- [Data listing]
----
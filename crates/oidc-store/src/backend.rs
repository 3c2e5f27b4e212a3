//! Backing store port.
//!
//! Every artifact store talks to its backing tables through
//! [`ArtifactBackend`]. The backend is created once at startup and handed to
//! the [`StoreFactory`](crate::StoreFactory), so tests can swap in an
//! in-memory implementation.
//!
//! # Implementations
//!
//! Implementations are provided in separate crates:
//!
//! - `oidc-store-memory` - in-memory backend for local runs and tests
//! - `oidc-store-postgres` - PostgreSQL backend

use std::sync::Arc;

use async_trait::async_trait;

use crate::StoreResult;
use crate::artifact::Artifact;

/// Storage operations over per-kind artifact tables and the grant index.
///
/// Implementations must not retry internally; failures surface to the
/// caller as [`StoreError::Backend`](crate::StoreError::Backend).
#[async_trait]
pub trait ArtifactBackend: Send + Sync {
    /// Loads the row `id` from `table`, expired or not.
    ///
    /// # Errors
    ///
    /// Returns an error if the backend call fails or the row cannot be decoded.
    async fn get(&self, table: &str, id: &str) -> StoreResult<Option<Artifact>>;

    /// Writes `artifact` into `table`, fully replacing any row with the same id.
    ///
    /// # Errors
    ///
    /// Returns an error if the backend call fails.
    async fn put(&self, table: &str, artifact: &Artifact) -> StoreResult<()>;

    /// Sets `consumed` on row `id` unless it is already set.
    ///
    /// Returns `false` when the row does not exist. An already consumed row
    /// keeps its original timestamp and reports `true`.
    ///
    /// # Errors
    ///
    /// Returns an error if the backend call fails.
    async fn mark_consumed(&self, table: &str, id: &str, consumed_at: i64) -> StoreResult<bool>;

    /// Removes row `id` from `table`. Removing a missing row succeeds.
    ///
    /// # Errors
    ///
    /// Returns an error if the backend call fails.
    async fn delete(&self, table: &str, id: &str) -> StoreResult<()>;

    /// Returns the members of a grant index entry in insertion order.
    ///
    /// # Errors
    ///
    /// Returns an error if the backend call fails.
    async fn index_members(&self, grant_key: &str) -> StoreResult<Vec<String>>;

    /// Overwrites a grant index entry with `members`.
    ///
    /// # Errors
    ///
    /// Returns an error if the backend call fails.
    async fn replace_index(&self, grant_key: &str, members: Vec<String>) -> StoreResult<()>;

    /// Adds `member` to a grant index entry, creating the entry if needed.
    ///
    /// The default implementation reads the entry, appends and writes it
    /// back. Two concurrent appends to the same entry can both read the old
    /// list, and the second write then drops the first member. Backends with
    /// an atomic set-append primitive must override this method.
    ///
    /// # Errors
    ///
    /// Returns an error if the backend call fails.
    async fn append_index_member(&self, grant_key: &str, member: &str) -> StoreResult<()> {
        let mut members = self.index_members(grant_key).await?;
        if members.iter().any(|existing| existing == member) {
            return Ok(());
        }
        members.push(member.to_string());
        self.replace_index(grant_key, members).await
    }

    /// Removes a grant index entry. Removing a missing entry succeeds.
    ///
    /// # Errors
    ///
    /// Returns an error if the backend call fails.
    async fn delete_index(&self, grant_key: &str) -> StoreResult<()>;
}

/// Type alias for a shareable backend instance.
pub type DynBackend = Arc<dyn ArtifactBackend>;
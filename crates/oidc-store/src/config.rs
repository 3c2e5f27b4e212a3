//! Backing table configuration.
//!
//! Each recognized kind is stored in its own table. Table names come from the
//! environment, one variable per kind, named by
//! [`ArtifactKind::table_env_var`]:
//!
//! ```text
//! ACCESS_TOKENS_TABLE_NAME=oidc_access_tokens
//! AUTHORIZATION_CODES_TABLE_NAME=oidc_authorization_codes
//! CLIENT_CREDENTIALS_TABLE_NAME=oidc_client_credentials
//! ...
//! ```
//!
//! Resolution happens once at startup; a missing variable is a fatal
//! configuration error.

use std::collections::BTreeMap;

use crate::error::{StoreError, StoreResult};
use crate::kind::ArtifactKind;

/// Table name per artifact kind.
#[derive(Debug, Clone, Default, PartialEq, Eq)]
pub struct TableConfig {
    tables: BTreeMap<ArtifactKind, String>,
}

impl TableConfig {
    /// Creates an empty configuration. Fill it with [`TableConfig::with_table`].
    #[must_use]
    pub fn new() -> Self {
        Self::default()
    }

    /// Resolves every table name from the process environment.
    ///
    /// # Errors
    ///
    /// Returns a configuration error naming every missing variable.
    pub fn from_env() -> StoreResult<Self> {
        Self::from_lookup(|var| std::env::var(var).ok())
    }

    /// Resolves every table name through `lookup`, which maps a variable name
    /// to its value.
    ///
    /// Empty values count as missing.
    ///
    /// # Errors
    ///
    /// Returns a configuration error naming every missing variable.
    pub fn from_lookup<F>(lookup: F) -> StoreResult<Self>
    where
        F: Fn(&str) -> Option<String>,
    {
        let mut config = Self::new();
        for kind in ArtifactKind::ALL {
            if let Some(table) = lookup(&kind.table_env_var()).filter(|t| !t.trim().is_empty()) {
                config.tables.insert(kind, table.trim().to_string());
            }
        }
        config.validate()?;
        Ok(config)
    }

    /// Derives a table name for every kind from `prefix` and the snake-cased
    /// environment variable stem, e.g. `oidc_access_tokens`.
    #[must_use]
    pub fn with_prefix(prefix: &str) -> Self {
        let mut config = Self::new();
        for kind in ArtifactKind::ALL {
            let var = kind.table_env_var();
            let stem = var.trim_end_matches("_TABLE_NAME").to_lowercase();
            config.tables.insert(kind, format!("{prefix}{stem}"));
        }
        config
    }

    /// Sets the table for `kind`, replacing any previous value.
    #[must_use]
    pub fn with_table(mut self, kind: ArtifactKind, table: impl Into<String>) -> Self {
        self.tables.insert(kind, table.into());
        self
    }

    /// Returns the table configured for `kind`.
    #[must_use]
    pub fn table(&self, kind: ArtifactKind) -> Option<&str> {
        self.tables.get(&kind).map(String::as_str)
    }

    /// Iterates over the configured `(kind, table)` pairs.
    pub fn iter(&self) -> impl Iterator<Item = (ArtifactKind, &str)> {
        self.tables.iter().map(|(kind, table)| (*kind, table.as_str()))
    }

    /// Checks that every recognized kind has a table.
    ///
    /// # Errors
    ///
    /// Returns a configuration error naming every missing variable.
    pub fn validate(&self) -> StoreResult<()> {
        let missing: Vec<String> = ArtifactKind::ALL
            .iter()
            .filter(|kind| !self.tables.contains_key(*kind))
            .map(ArtifactKind::table_env_var)
            .collect();

        if missing.is_empty() {
            Ok(())
        } else {
            Err(StoreError::configuration(format!(
                "expected environment variables to be present: {}",
                missing.join(", ")
            )))
        }
    }
}
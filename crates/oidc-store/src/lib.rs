//! # oidc-store
//!
//! Artifact storage for an OpenID Connect identity provider.
//!
//! The provider persists several kinds of short-lived artifacts (access
//! tokens, authorization codes, refresh tokens, sessions and more). This
//! crate gives it one [`ArtifactStore`] per kind with TTL-aware lookups,
//! single-use consumption and deletion, and cascades a grant revocation to
//! every token and code issued under the grant.
//!
//! ## Overview
//!
//! - [`StoreFactory`] validates the table of every recognized kind once and
//!   hands out stores by kind name. Unknown names get a [`RejectingStore`].
//! - [`GrantIndex`] tracks which artifacts belong to which grant.
//! - [`RevocationCoordinator`] deletes a grant's artifacts across kinds.
//! - [`RevocationListener`] drives revocations from a channel of
//!   [`GrantRevoked`] events.
//!
//! Storage itself sits behind [`ArtifactBackend`]; backends live in
//! separate crates.
//!
//! ## Example
//!
//! ```ignore
//! use std::sync::Arc;
//! use oidc_store::{GrantRevoker, StoreFactory};
//!
//! let factory = StoreFactory::from_env(backend)?;
//!
//! let codes = factory.for_kind("AuthorizationCode");
//! codes.upsert("code-1", payload, Some(600)).await?;
//! codes.consume("code-1").await?;
//!
//! factory.revocation().revoke("grant-1").await?;
//! ```

mod account;
mod artifact;
mod backend;
pub mod clock;
mod config;
mod dispatch;
mod error;
mod grant;
mod inspection;
mod key;
mod kind;
pub mod listener;
mod revocation;
mod store;

#[cfg(test)]
mod testing;

pub use account::{Account, AccountLookup, SCOPE_CLAIMS, StaticAccounts};
pub use artifact::{Artifact, GRANT_ID_FIELD};
pub use backend::{ArtifactBackend, DynBackend};
pub use clock::{Clock, ManualClock, SystemClock};
pub use config::TableConfig;
pub use dispatch::StoreFactory;
pub use error::{ErrorCategory, StoreError, StoreResult};
pub use grant::GrantIndex;
pub use inspection::TokenInspection;
pub use key::{StorageKey, grant_key};
pub use kind::ArtifactKind;
pub use listener::{GrantRevoked, ListenerStats, RevocationListener};
pub use revocation::{GrantRevoker, RevocationCoordinator, RevocationReport};
pub use store::{ArtifactStore, DynStore, KindStore, RejectingStore};

/// Prelude module for convenient imports.
///
/// ```ignore
/// use oidc_store::prelude::*;
/// ```
pub mod prelude {
    pub use crate::backend::{ArtifactBackend, DynBackend};
    pub use crate::dispatch::StoreFactory;
    pub use crate::error::{StoreError, StoreResult};
    pub use crate::kind::ArtifactKind;
    pub use crate::revocation::{GrantRevoker, RevocationReport};
    pub use crate::store::{ArtifactStore, DynStore};
}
----
- [What to work on] From the listing above, return every line that carries the string "GrantIndex".

- [Response to this task]
//! - [`GrantIndex`] tracks which artifacts belong to which grant.
pub use grant::GrantIndex;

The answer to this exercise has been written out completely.